Jetzt ist es bald wieder soweit: es bleibt länger hell, die Sonne kommt raus, erste Blüten finden sich an den Bäumen und Sträuchern, kurz: der Frühling naht!

Was uns eigentlich Freude und Frühlingsgefühle bescheren soll, bedeutet für viele Menschen den Beginn einer quälenden Zeit: der Heuschnupfenzeit.

Auch wir kennen das nur zu gut, vor allem unser Sohn Robin und ich, Angie, litten jahrelang an Allergien und Heuschnupfen.

Wie kann man es schaffen, Allergien und Symptome zu reduzieren? Darum geht es in diesem Artikel. Wir geben Dir Tipps an die Hand, wie Du laufende Nase, geschwollene und juckende Augen vermindern und wieder tief durchatmen kannst.

Tipps bei Allergien:

1. Reduziere oder noch besser verzichte auf den Konsum tierischer Eiweiße!

Das hört sich vielleicht für den ein oder anderen radikal an, doch wir haben das selbst bei uns festgestellt, dass ein Verzicht auf tierische Produkte zu einer Verminderung unserer Allergien führte. Deshalb legen wir Dir das auch als ersten und wichtigsten Tipp ans Herz!

Warum darauf verzichten?

Tierische Eiweisse bilden im Darm Säuren und führen dadurch schnell zu einer Überlastung der Darmflora und zu einer Überreaktion des Immunsystems. Der Darm ist mit unser größtes Organ für die Regelung der Immunabwehr. Ist er überlastet, geraten mehr und mehr Allergene in den Körper und führen zu den bekannten Symptomen. Schadstoffe, Säuren und Allergene können nicht mehr ausgeschieden werden.

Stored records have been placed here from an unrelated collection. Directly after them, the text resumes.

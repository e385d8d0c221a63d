use std::path::PathBuf;

use bitflags::bitflags;
use clap::ValueEnum;
use encoding_rs::Encoding;
use serde::{Deserialize, Serialize};

#[derive(Clone, Copy, Debug, Deserialize, Serialize, ValueEnum, PartialEq, Eq)]
#[serde(rename_all = "snake_case")]
pub enum ActionType {
    Remove,
    Replace,
}

bitflags! {
    /// Which filesystem entry kinds a name-based action applies to.
    #[derive(Clone, Copy, Debug, PartialEq, Eq)]
    pub struct FsTargets: u8 {
        const FILES = 0b01;
        const DIRS  = 0b10;
    }
}

/// Name-based actions operate on a combinable Files|Dirs set; content edits
/// are a disjoint mode, never combined with the flags.
#[derive(Clone, Copy, Debug, PartialEq, Eq)]
pub enum ActionTarget {
    Filesystem(FsTargets),
    Contents,
}

/// User-facing spelling of `ActionTarget`, shared by the CLI and presets.
#[derive(Clone, Copy, Debug, Deserialize, Serialize, ValueEnum, PartialEq, Eq)]
#[serde(rename_all = "snake_case")]
pub enum TargetChoice {
    Files,
    Dirs,
    FilesDirs,
    FileContents,
}

impl TargetChoice {
    pub fn to_target(self) -> ActionTarget {
        match self {
            TargetChoice::Files => ActionTarget::Filesystem(FsTargets::FILES),
            TargetChoice::Dirs => ActionTarget::Filesystem(FsTargets::DIRS),
            TargetChoice::FilesDirs => {
                ActionTarget::Filesystem(FsTargets::FILES | FsTargets::DIRS)
            }
            TargetChoice::FileContents => ActionTarget::Contents,
        }
    }
}

#[derive(Clone, Copy, Debug, PartialEq, Eq)]
pub enum EntryKind {
    Directory,
    File,
}

/// Per-item outcome, filled in during commit.
#[derive(Clone, Copy, Debug, Default, PartialEq, Eq)]
pub enum ItemStatus {
    #[default]
    Pending,
    Done,
    Failed,
}

/// One directory or file candidate in a name-based plan.
///
/// `executable` distinguishes real targets from ancestor directories kept
/// only because they contain matching descendants.
#[derive(Clone, Debug, PartialEq)]
pub struct PlanNode {
    pub name: String,
    pub proposed_name: Option<String>,
    pub kind: EntryKind,
    pub selected: bool,
    pub executable: bool,
    pub path: PathBuf,
    pub children: Vec<PlanNode>,
    pub status: ItemStatus,
}

impl PlanNode {
    /// Container node: present to anchor descendants, not itself a target.
    pub fn container(name: String, path: PathBuf) -> Self {
        PlanNode {
            name,
            proposed_name: None,
            kind: EntryKind::Directory,
            selected: true,
            executable: false,
            path,
            children: Vec::new(),
            status: ItemStatus::Pending,
        }
    }

    pub fn target(name: String, path: PathBuf, kind: EntryKind) -> Self {
        PlanNode {
            name,
            proposed_name: None,
            kind,
            selected: true,
            executable: true,
            path,
            children: Vec::new(),
            status: ItemStatus::Pending,
        }
    }

    /// Child-index paths of every executable node, in discovery (pre-)order.
    /// Committing a rename batch walks this list backwards so descendants
    /// move under their original parent name before the parent itself moves.
    pub fn executable_paths(&self) -> Vec<Vec<usize>> {
        let mut acc = Vec::new();
        self.collect_executable(&mut Vec::new(), &mut acc);
        acc
    }

    fn collect_executable(&self, prefix: &mut Vec<usize>, acc: &mut Vec<Vec<usize>>) {
        if self.executable {
            acc.push(prefix.clone());
        }
        for (idx, child) in self.children.iter().enumerate() {
            prefix.push(idx);
            child.collect_executable(prefix, acc);
            prefix.pop();
        }
    }

    pub fn node_mut(&mut self, path: &[usize]) -> &mut PlanNode {
        let mut node = self;
        for &idx in path {
            node = &mut node.children[idx];
        }
        node
    }
}

/// One line inside a file that matches the search condition.
#[derive(Clone, Debug, PartialEq)]
pub struct LineEdit {
    pub line_index: usize,
    pub original: String,
    pub proposed: String,
    pub selected: bool,
    pub status: ItemStatus,
}

/// One matching file in a content-mode plan. `lines` holds every line read
/// at scan time (matching or not) so the file can be rewritten verbatim with
/// only the approved edits substituted in; `encoding` is what the bytes were
/// decoded from, and the rewrite encodes back into it.
#[derive(Clone, Debug, PartialEq)]
pub struct ContentPlanEntry {
    pub path: PathBuf,
    pub lines: Vec<String>,
    pub edits: Vec<LineEdit>,
    pub encoding: &'static Encoding,
    pub status: ItemStatus,
    pub error: Option<String>,
}

/// The previewed mutation batch: shape plus the action that produced it, so
/// commit can refuse a mismatched combination outright.
#[derive(Clone, Debug, PartialEq)]
pub struct Plan {
    pub action: ActionType,
    pub target: ActionTarget,
    pub shape: PlanShape,
}

#[derive(Clone, Debug, PartialEq)]
pub enum PlanShape {
    Tree(PlanNode),
    Contents(Vec<ContentPlanEntry>),
}

impl Plan {
    /// Number of user-selectable items (executable nodes or line edits).
    pub fn selectable_count(&self) -> usize {
        match &self.shape {
            PlanShape::Tree(root) => root.executable_paths().len(),
            PlanShape::Contents(entries) => entries.iter().map(|e| e.edits.len()).sum(),
        }
    }

    /// Deselects items by their display index; indices follow discovery
    /// order, the same order the preview is rendered in. Out-of-range
    /// indices are ignored.
    pub fn deselect(&mut self, indices: &[usize]) {
        match &mut self.shape {
            PlanShape::Tree(root) => {
                for (pos, path) in root.executable_paths().iter().enumerate() {
                    if indices.contains(&pos) {
                        root.node_mut(path).selected = false;
                    }
                }
            }
            PlanShape::Contents(entries) => {
                let mut pos = 0usize;
                for entry in entries {
                    for edit in &mut entry.edits {
                        if indices.contains(&pos) {
                            edit.selected = false;
                        }
                        pos += 1;
                    }
                }
            }
        }
    }
}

2. Integriere basische Lebensmittel in Deinen Ernährungsplan

Basische Lebensmittel neutralisieren den PH-Wert und entsäuern den Körper. Weniger Säure bedeutet weniger Entzündungsprozesse in den Organen und Gelenken.

Stabilisatoren, Geschmacksverstärker oder auch Konservierungsmittel, wie sie in tierischen Produkten und anderen Lebensmitteln vorkommen, begünstigen die Säurebildung und verhindern ein ausreichendes Entgiften des Körpers.

Wenn Du basisch ißt und die tierischen Eiweiße weglässt bist Du schon einen großen Schritt weiter gekommen. Allergien können stark vermindert werden.

Zu den basischen Lebensmitteln gehören Obst und Gemüse, aber auch Kräuter, Sprossen, Keime und Saaten.

3. Vermeide industriell hergestellte Lebensmittel

Fertiggerichte oder stark veränderte, gesüsste Getränke, Zucker und Süßstoff solltest Du während der Allergiezeit vermeiden. Sie schwächen das Immunsystem.

4. Getreide besser in Bioqualität kaufen

Konventionell hergestelltes Getreide ist oftmals so hochgezüchtet, dass die Pflanzen viel zu viel ihrer natürlichen Abwehrstoffe gegen Fressfeinde besitzen. Dieses Zuviel löst beim Menschen Unverträglichkeiten und Allergien aus. Es macht Sinn, auf Biogetreide umzusteigen, das nicht so überzüchtet ist und damit besser verträglich.

5. Nasenschleimhäute feucht halten

Während der Heuschnupfenzeit ist es wichtig, die Nasenschleimhäute feucht zu halten. Am Besten geht das mit einer Nasenspülung. Die bekommst Du in der Apotheke mitsamt isotoner Salzlösung. Durch die Spülung werden die Allergene ausgeleitet und die Atmung erleichtert.

6. Jeden Abend Haare waschen

um die Pollen, die sich über Tag darin verfangen haben, rauszuwaschen.

7. Zur richtigen Zeit lüften

Abhängig vom Wohnort variiert die Pollenkonzentration. Wohnst Du in der Stadt, so lüfte am Besten morgens zwischen 6 und 8 Uhr denn dort ist die Pollenkonzentration abends am Höchsten. Auf dem Land dagegen verhält es sich umgekehrt. Hier finden sich morgens die meisten Pollen. Lüfte also zwischen 20 und 24 Uhr!

8. Staubwischen mal anders

Jedes Staubwischen wirbelt nicht nur den Staub sondern auch Allergene auf. Es ist gut, zum Staubwischen ein feuchtes Tuch zu nehmen, das die Allergene im Gegensatz zu einem trockenen Tuch bindet. Auch gut ist es, einen lieben Menschen zu finden, der das Wischen in dieser Zeit für einen übernimmt. 🙂

Bestimmt war bei unseren Tipps für Dich auch was dabei! Berichte uns gerne über Deine Erfolge.